A mammogram is an X-ray of the breast that is used to screen for breast cancer. Screening tests help your doctor look for certain diseases or conditions before any symptoms appear. Having a mammogram can increase your chance of finding a problem early, at a more treatable stage. Often a mammogram can find tumors that are too small for you or your doctor to feel.
How does mammography work?
A typical mammogram consists of two X-ray pictures or views of each breast. In all four views, the breasts are compressed firmly between two clear plates. The breast compression and positioning is necessary to acquire the best possible images. Our staff will work hard to ensure that the examination is as brief as possible, and to minimize any discomfort you may feel. There are two types of mammograms: screening and diagnostic.
- Screening mammography. Screening mammography is used to detect breast changes in women who have no signs or symptoms or observable breast abnormalities. This is the type of mammogram that most women over 40 have once a year. The goal is to detect cancer before any clinical signs are noticeable. This usually requires at least two mammograms from different angles of each breast. A physician's order is not required to schedule a screening mammogram.
- Diagnostic mammography. Diagnostic mammography is used to investigate suspicious breast changes, such as a breast lump, breast pain, an unusual skin appearance, nipple thickening or nipple discharge.

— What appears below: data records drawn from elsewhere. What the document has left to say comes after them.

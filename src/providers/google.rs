use std::time::Duration;
use async_trait::async_trait;
use reqwest::Client;
use serde_json::Value;
use log::error;

use crate::errors::ProviderError;
use super::{Provider, TranslationRequest};

/// Public translation endpoint
pub const DEFAULT_ENDPOINT: &str = "https://translate.googleapis.com";

/// Client for the public Google translation endpoint.
///
/// This is the keyless secondary backend: it auto-detects the source
/// language and answers with a nested JSON array of segments.
#[derive(Debug)]
pub struct GoogleTranslate {
    /// HTTP client for API requests
    client: Client,
    /// API base URL
    endpoint: String,
}

impl GoogleTranslate {
    /// Create a new client; an empty endpoint uses the public one
    pub fn new(endpoint: impl Into<String>, timeout: Duration) -> Self {
        let endpoint = endpoint.into();
        Self {
            client: Client::builder()
                .timeout(timeout)
                .build()
                .unwrap_or_default(),
            endpoint: if endpoint.is_empty() { DEFAULT_ENDPOINT.to_string() } else { endpoint },
        }
    }

    /// API base URL this client talks to
    pub fn endpoint(&self) -> &str {
        &self.endpoint
    }

    /// Extract the translation from a response body.
    ///
    /// The body looks like `[[["Zdravo","Hello",null,null,10],...],null,"en",...]`;
    /// the translation is the concatenation of the first element of every
    /// segment in the first array.
    pub fn parse_response(body: &str) -> Result<String, ProviderError> {
        let value: Value = serde_json::from_str(body)
            .map_err(|e| ProviderError::ParseError(format!("Google response is not JSON: {}", e)))?;

        let segments = value.get(0)
            .and_then(Value::as_array)
            .ok_or_else(|| ProviderError::ParseError("Google response has no segment list".to_string()))?;

        let mut translated = String::new();
        for segment in segments {
            if let Some(part) = segment.get(0).and_then(Value::as_str) {
                translated.push_str(part);
            }
        }

        if translated.is_empty() {
            return Err(ProviderError::EmptyResponse);
        }

        Ok(translated)
    }
}

#[async_trait]
impl Provider for GoogleTranslate {
    fn name(&self) -> &str {
        "google"
    }

    async fn complete(&self, request: &TranslationRequest) -> Result<String, ProviderError> {
        let api_url = format!("{}/translate_a/single", self.endpoint.trim_end_matches('/'));

        let response = self.client.get(&api_url)
            .query(&[
                ("client", "gtx"),
                ("sl", "auto"),
                ("tl", request.target_language.as_str()),
                ("dt", "t"),
                ("q", request.text.as_str()),
            ])
            .send()
            .await
            .map_err(|e| {
                if e.is_connect() || e.is_timeout() {
                    ProviderError::ConnectionError(e.to_string())
                } else {
                    ProviderError::RequestFailed(e.to_string())
                }
            })?;

        let status = response.status();
        let body = response.text().await
            .map_err(|e| ProviderError::RequestFailed(format!("Failed to read Google response: {}", e)))?;

        if !status.is_success() {
            error!("Google translate error ({}): {}", status, body);
            return Err(ProviderError::from_status(status.as_u16(), body));
        }

        Self::parse_response(&body)
    }
}
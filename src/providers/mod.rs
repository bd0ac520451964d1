/*!
 * Provider implementations for different translation services.
 *
 * This module contains client implementations for the translation backends:
 * - DeepL: keyed premium API, tried first when a key is configured
 * - Google: public translation endpoint, the secondary backend
 * - Mock: scripted provider for tests
 */

use async_trait::async_trait;
use std::fmt::Debug;

use crate::errors::ProviderError;

/// A single-text translation request
#[derive(Debug, Clone, PartialEq, Eq)]
pub struct TranslationRequest {
    /// Text to translate
    pub text: String,
    /// Target language as an ISO 639-1 code (e.g. "sl")
    pub target_language: String,
}

impl TranslationRequest {
    /// Create a new request
    pub fn new(text: impl Into<String>, target_language: impl Into<String>) -> Self {
        Self {
            text: text.into(),
            target_language: target_language.into(),
        }
    }
}

/// Common trait for all translation providers
///
/// One call is one try: retries and fallback belong to the gateway.
#[async_trait]
pub trait Provider: Send + Sync + Debug {
    /// Short provider name used in logs
    fn name(&self) -> &str;

    /// Translate a request, returning the translated text.
    ///
    /// An empty translation is reported as `ProviderError::EmptyResponse`.
    async fn complete(&self, request: &TranslationRequest) -> Result<String, ProviderError>;

    /// Test the connection to the provider
    async fn test_connection(&self) -> Result<(), ProviderError> {
        self.complete(&TranslationRequest::new("Hello", "de")).await.map(|_| ())
    }
}

pub mod deepl;
pub mod google;
pub mod mock;
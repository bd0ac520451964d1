/*!
 * Common test utilities for the slidelingo test suite
 */

use anyhow::Result;
use async_trait::async_trait;
use parking_lot::Mutex;
use std::collections::HashMap;
use std::fs;
use std::path::{Path, PathBuf};
use std::sync::Arc;
use tempfile::TempDir;

use slidelingo::app_config::Config;
use slidelingo::document::{
    Deck, DeckSession, Paragraph, Presentation, Run, Shape, ShapeContent, ShapeId, ShapeKind, ShapeNode,
    Slide, SlideNode, TextFrame,
};
use slidelingo::providers::mock::MockProvider;
use slidelingo::translation::{RetryPolicy, Translate, TranslationGateway};


/// Endpoint nothing listens on; connections are refused immediately
pub const UNREACHABLE_ENDPOINT: &str = "http://127.0.0.1:9";

/// Creates a temporary directory for test files
pub fn create_temp_dir() -> Result<TempDir> {
    Ok(TempDir::new()?)
}

/// Creates a test file with the given content in the specified directory
pub fn create_test_file(dir: &Path, filename: &str, content: &str) -> Result<PathBuf> {
    let file_path = dir.join(filename);
    fs::write(&file_path, content)?;
    Ok(file_path)
}

/// Saves a deck into the directory
pub fn write_deck(dir: &Path, filename: &str, deck: &Deck) -> Result<PathBuf> {
    let path = dir.join(filename);
    DeckSession::save(deck, &path)?;
    Ok(path)
}

/// A deck exercising every node kind:
///
/// slide 1: title with two formatted runs, a 2x2 table, a picture, notes
/// slide 2: a group holding a text box and a nested group, plus animations
pub fn sample_deck() -> Deck {
    let title = TextFrame::from_paragraphs(vec![Paragraph::from_runs(vec![
        Run::colored("Red ", "C00000"),
        Run::bold("House"),
    ])]);

    let slide_one = Slide::new(1, vec![
        Shape::text_box(2, "Title 1", title),
        Shape::table(3, "Table 2", vec![vec!["Name", "Price"], vec!["Apple", "12"]]),
        Shape::picture(4, "Picture 3"),
    ])
    .with_notes(TextFrame::from_text("Speaker notes"));

    let slide_two = Slide::new(2, vec![Shape::group(10, "Group 1", vec![
        Shape::text_box(11, "Caption", TextFrame::from_text("Good morning")),
        Shape::group(12, "Inner", vec![Shape::text_box(13, "Label", TextFrame::from_text("Thank you"))]),
    ])])
    .with_animation(ShapeId(11), "fade")
    .with_animation(ShapeId(13), "fly-in");

    Deck::new(vec![slide_one, slide_two])
}

/// Scripted translations for `sample_deck`
pub fn sample_translations() -> Vec<(&'static str, &'static str)> {
    vec![
        ("Red House", "Casa Roja"),
        ("Name", "Nombre"),
        ("Price", "Precio"),
        ("Apple", "Manzana"),
        ("Speaker notes", "Notas del orador"),
        ("Good morning", "Buenos días"),
        ("Thank you", "Gracias"),
    ]
}

/// Translator double answering from a table and recording every call.
///
/// Texts missing from the table come back unchanged.
#[derive(Default)]
pub struct RecordingTranslator {
    table: HashMap<String, String>,
    calls: Mutex<Vec<String>>,
}

impl RecordingTranslator {
    pub fn with_pairs<I, K, V>(pairs: I) -> Arc<Self>
    where
        I: IntoIterator<Item = (K, V)>,
        K: Into<String>,
        V: Into<String>,
    {
        Arc::new(Self {
            table: pairs.into_iter().map(|(k, v)| (k.into(), v.into())).collect(),
            calls: Mutex::new(Vec::new()),
        })
    }

    /// Texts passed to `translate`, in call order
    pub fn calls(&self) -> Vec<String> {
        self.calls.lock().clone()
    }
}

#[async_trait]
impl Translate for RecordingTranslator {
    async fn translate(&self, text: &str) -> String {
        self.calls.lock().push(text.to_string());
        self.table.get(text).cloned().unwrap_or_else(|| text.to_string())
    }
}

/// Gateway backed by a scripted mock provider, without waits between tries
pub fn mock_gateway(target_language: &str, provider: MockProvider) -> TranslationGateway {
    TranslationGateway::new(target_language, Box::new(provider))
        .with_retry_policy(RetryPolicy::immediate(3))
}

/// Configuration whose providers cannot be reached
pub fn offline_config(target_language: &str) -> Config {
    let mut config = Config::default();
    config.target_language = target_language.to_string();
    config.translation.premium.enabled = false;
    config.translation.secondary.endpoint = UNREACHABLE_ENDPOINT.to_string();
    config.translation.secondary.timeout_secs = 2;
    config.translation.common.retry_count = 1;
    config.translation.common.retry_backoff_ms = 0;
    config
}

/// Collects the ids of a presentation's shapes through the document traits
pub fn walk_shape_ids<D: Presentation + ?Sized>(deck: &mut D) -> Vec<ShapeId> {
    fn visit(shape: &mut dyn ShapeNode, ids: &mut Vec<ShapeId>) {
        ids.push(shape.shape_id());
        if let Ok(ShapeContent::Group(children)) = shape.content_mut() {
            for child in children {
                visit(child, ids);
            }
        }
    }

    let mut ids = Vec::new();
    for slide in deck.slides_mut() {
        if let Ok(shapes) = slide.shapes_mut() {
            for shape in shapes {
                visit(shape, &mut ids);
            }
        }
    }
    ids
}

/// Texts of all runs of a text frame
pub fn run_texts(frame: &TextFrame) -> Vec<Vec<String>> {
    frame
        .paragraphs
        .iter()
        .map(|p| p.runs.iter().map(|r| r.text.clone()).collect())
        .collect()
}

/// Cell texts of a table shape, rows first
pub fn table_texts(shape: &Shape) -> Vec<String> {
    match &shape.kind {
        ShapeKind::Table { table } => table
            .rows
            .iter()
            .flat_map(|row| row.cells.iter())
            .filter_map(|cell| cell.text_frame.as_ref().map(TextFrame::text))
            .collect(),
        _ => Vec::new(),
    }
}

It is also used to evaluate abnormal findings on a screening mammogram, or to view breast tissue when it is difficult to obtain a screening mammogram because of special circumstances. Additional images can be made from other angles or focus on areas of concern at higher magnification. A diagnostic mammogram takes longer than a screening mammogram because it involves more X-rays in order to obtain additional views.
When do experts advise starting mammograms?
For women who are at average risk for breast cancer, there are no easy answers for when to start having mammograms. Even the experts don't agree on when is the best time to start. For example:
- The American Cancer Society recommends that most women begin screening at age 40, and then have a mammogram every year.
- The U.S. Preventive Services Task Force recommends that most women begin screening at age 50, and then have a mammogram every 2 years.
But experts do agree that all women should start having mammograms by age 50. In general, women younger than 50 are at a lower risk for breast cancer. The risk for breast cancer goes up as you get older.
For women who are at increased risk for breast cancer, experts recommend that these women talk with their doctors about when they should start having mammograms and how often they should have them. If you have certain risk factors that put you at increased risk for breast cancer, your doctor may suggest that you have a mammogram at a younger age.
Safety in Imaging
At Intermountain Healthcare, our goal is to use the least amount of radiation (X-ray energy) needed to produce quality images. We work hard to make sure our equipment is safe and appropriate for your test. Our imaging teams have regular training on radiation safety. We communicate with doctors to help them choose imaging tests wisely.